Dans l’arrière boutique du Vatican, on a vite voulu tourner une page sur les affaires de fric qui agitent sa banque, sur la situation fiscale scandaleuse de l’église, sur les révélations à propos des abus scabreux liés au sexe, et qui sont nettement plus immondes que celles qui ont mobilisé l’attention des médias durant des mois. Il faut, comme on le dit communément, « se reconstruire une image positive ». Le coup du Père François est donc parfaitement maîtrisé et réfléchi. Il servira d’abord de contre-feu à la « révolution » qui gangrène le continent le plus catholique de la planète, et en plus, il donnera bonne conscience à « l’Incurie » romaine. Il faut bien avouer que c’est une « sacrée » bénédiction de pouvoir vite diffuser des « éléments de langage » positifs. Humilité, simplicité, sincérité… contrecarrent les effets ostentatoires, dispendieux et factices des pratiques actuelles du sommet de l’église. Maintenant il faudrait, au-delà de l’image, analyser la dure réalité !

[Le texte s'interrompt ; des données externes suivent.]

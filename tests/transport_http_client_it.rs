// std
use std::{net::TcpListener, time::Duration as StdDuration};
// self
use wechat_enterprise_api::{
	_preludet::*,
	api::WorkClient,
	auth::{CorpCredentials, CorpId},
	error::{ConfigError, Error, TransportError},
	http::{ApiHttpClient, ReqwestHttpClient, ResponseMetadata, ResponseMetadataSlot},
	oauth2::{AsyncHttpClient, HttpClientError, HttpRequest, HttpResponse},
	store::{CredentialStore, MemoryStore},
	transport::{ReqwestTransportErrorMapper, TransportErrorMapper},
};

#[derive(Debug)]
enum FakeTransportError {
	Overloaded,
}
impl Display for FakeTransportError {
	fn fmt(&self, f: &mut Formatter) -> FmtResult {
		match self {
			Self::Overloaded => write!(f, "Gateway overloaded."),
		}
	}
}
impl StdError for FakeTransportError {}

#[derive(Clone, Copy)]
struct FakeHttpClient;
impl ApiHttpClient for FakeHttpClient {
	type Handle = FakeHttpHandle;
	type TransportError = FakeTransportError;

	fn with_metadata(&self, slot: ResponseMetadataSlot) -> Self::Handle {
		FakeHttpHandle { slot }
	}
}

struct FakeHttpHandle {
	slot: ResponseMetadataSlot,
}
impl<'a> AsyncHttpClient<'a> for FakeHttpHandle {
	type Error = HttpClientError<FakeTransportError>;
	type Future =
		Pin<Box<dyn Future<Output = Result<HttpResponse, Self::Error>> + 'a + Send + Sync>>;

	fn call(&'a self, request: HttpRequest) -> Self::Future {
		let slot = self.slot.clone();

		Box::pin(async move {
			assert!(
				slot.take().is_none(),
				"ResponseMetadataSlot must be clear before dispatching a request."
			);
			assert!(request.uri().path().ends_with("/gettoken"));

			slot.store(ResponseMetadata {
				status: Some(503),
				content_type: Some("text/html".into()),
			});

			Err(HttpClientError::Reqwest(Box::new(FakeTransportError::Overloaded)))
		})
	}
}

#[derive(Clone, Default)]
struct RecordingTransportErrorMapper {
	metadata: Arc<Mutex<Vec<Option<ResponseMetadata>>>>,
}
impl RecordingTransportErrorMapper {
	fn recorded_metadata(&self) -> Vec<Option<ResponseMetadata>> {
		self.metadata.lock().clone()
	}
}
impl TransportErrorMapper<FakeTransportError> for RecordingTransportErrorMapper {
	fn map_transport_error(
		&self,
		metadata: Option<&ResponseMetadata>,
		error: HttpClientError<FakeTransportError>,
	) -> Error {
		self.metadata.lock().push(metadata.cloned());

		match error {
			HttpClientError::Reqwest(inner) => TransportError::network(*inner).into(),
			HttpClientError::Http(inner) => ConfigError::from(inner).into(),
			HttpClientError::Io(inner) => TransportError::Io(inner).into(),
			HttpClientError::Other(message) => TransportError::Other { message }.into(),
			other => TransportError::Other { message: format!("{other:?}") }.into(),
		}
	}
}

fn build_client(
	mapper: Arc<RecordingTransportErrorMapper>,
) -> WorkClient<FakeHttpClient, RecordingTransportErrorMapper> {
	let store: Arc<dyn CredentialStore> = Arc::new(MemoryStore::default());
	let credentials = CorpCredentials::new(
		CorpId::new("ww-fake-transport").expect("Corp identifier fixture should be valid."),
		"fake-secret",
	);

	WorkClient::with_http_client(
		store,
		test_descriptor("https://qyapi.example.com"),
		credentials,
		FakeHttpClient,
		mapper,
	)
}

#[tokio::test]
async fn custom_transport_failures_reach_the_caller() {
	let client = build_client(Arc::new(RecordingTransportErrorMapper::default()));
	let err = client.list_agents().await.expect_err("The fake transport always fails.");
	let cause = err.supply_cause().expect("Token minting should be the failing step.");

	match &**cause {
		Error::Transport(TransportError::Network { source }) => {
			assert_eq!(source.to_string(), "Gateway overloaded.");
		},
		other => panic!("Unexpected error variant: {other:?}."),
	}
}

#[tokio::test]
async fn mapper_observes_response_metadata() {
	let mapper = Arc::new(RecordingTransportErrorMapper::default());
	let client = build_client(mapper.clone());
	let _ = client.list_agents().await.expect_err("The fake transport always fails.");
	let observed = mapper.recorded_metadata();

	assert_eq!(observed.len(), 1, "Mapper must record a single request.");

	let meta = observed
		.first()
		.and_then(|value| value.clone())
		.expect("Response metadata should be recorded exactly once.");

	assert_eq!(meta.status, Some(503));
	assert!(!meta.is_envelope());
}

#[tokio::test]
async fn client_deadline_surfaces_as_a_timeout() {
	// Connections queue in the backlog but are never accepted, so the TLS handshake stalls.
	let listener = TcpListener::bind("127.0.0.1:0").expect("Failed to bind a silent listener.");
	let port = listener.local_addr().expect("Listener should expose its address.").port();
	let http_client = ReqwestHttpClient::with_timeout(StdDuration::from_millis(200))
		.expect("A client with a deadline should build.");
	let client: ReqwestTestClient = WorkClient::with_http_client(
		Arc::new(MemoryStore::default()),
		test_descriptor(&format!("https://127.0.0.1:{port}")),
		CorpCredentials::new(
			CorpId::new("ww-silent-gateway").expect("Corp identifier fixture should be valid."),
			"silent-secret",
		),
		http_client,
		Arc::new(ReqwestTransportErrorMapper),
	);
	let err = tokio::time::timeout(StdDuration::from_secs(5), client.list_agents())
		.await
		.expect("The client deadline should fire before the test deadline.")
		.expect_err("A silent gateway never answers.");
	let cause = err.supply_cause().expect("Token minting should be the failing step.");

	assert!(
		matches!(&**cause, Error::Transport(TransportError::Timeout { .. })),
		"Unexpected error variant: {cause:?}."
	);

	drop(listener);
}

Quand au Vatican on parle de « pauvres », il est impératif de mesurer de quoi il s’agit. Présenté comme le porte-voix des déshérités, le pape François est, on l’a vu, originaire du continent sud-américain, qui a vu naître la « théologie de la libération ». Ce courant de pensée théologique chrétienne, qui s’est assorti d’un mouvement socio-politique d’inspiration marxiste, est apparu dans les années soixante, en réponse à la pauvreté. La théologie de la libération prône la libération des peuples, et entend notamment rendre dignité et espoir aux pauvres et aux exclus et les libérer d’intolérables conditions de vie. Les adeptes de ce courant de pensée se sont engagés contre les dictatures militaires conservatrices en place dans plusieurs pays d’Amérique latine, et le nouveau pape en est très éloigné. Il porte ce que l’on décrit comme une vision passéiste et rétrograde de la pauvreté. Il a souvent confondu, comme on le fait dans bien des religions, « la charité » avec  « la solidarité ! », « la compassion » avec « l’action », la « résignation » avec « la révolution ». Le nouveau pape n’a pourtant jamais manqué de dénoncer le néolibéralisme, la corruption, le clientélisme politique et la pauvreté. Il se réclame de l’archevêque de San Salvador Oscar Romero, assassiné le 24 mars 1980 pour ses prises de position contre l’armée salvadorienne, et en faveur des droits de l’homme….Certes, mais il ne met pas en cause les fondements de la pauvreté.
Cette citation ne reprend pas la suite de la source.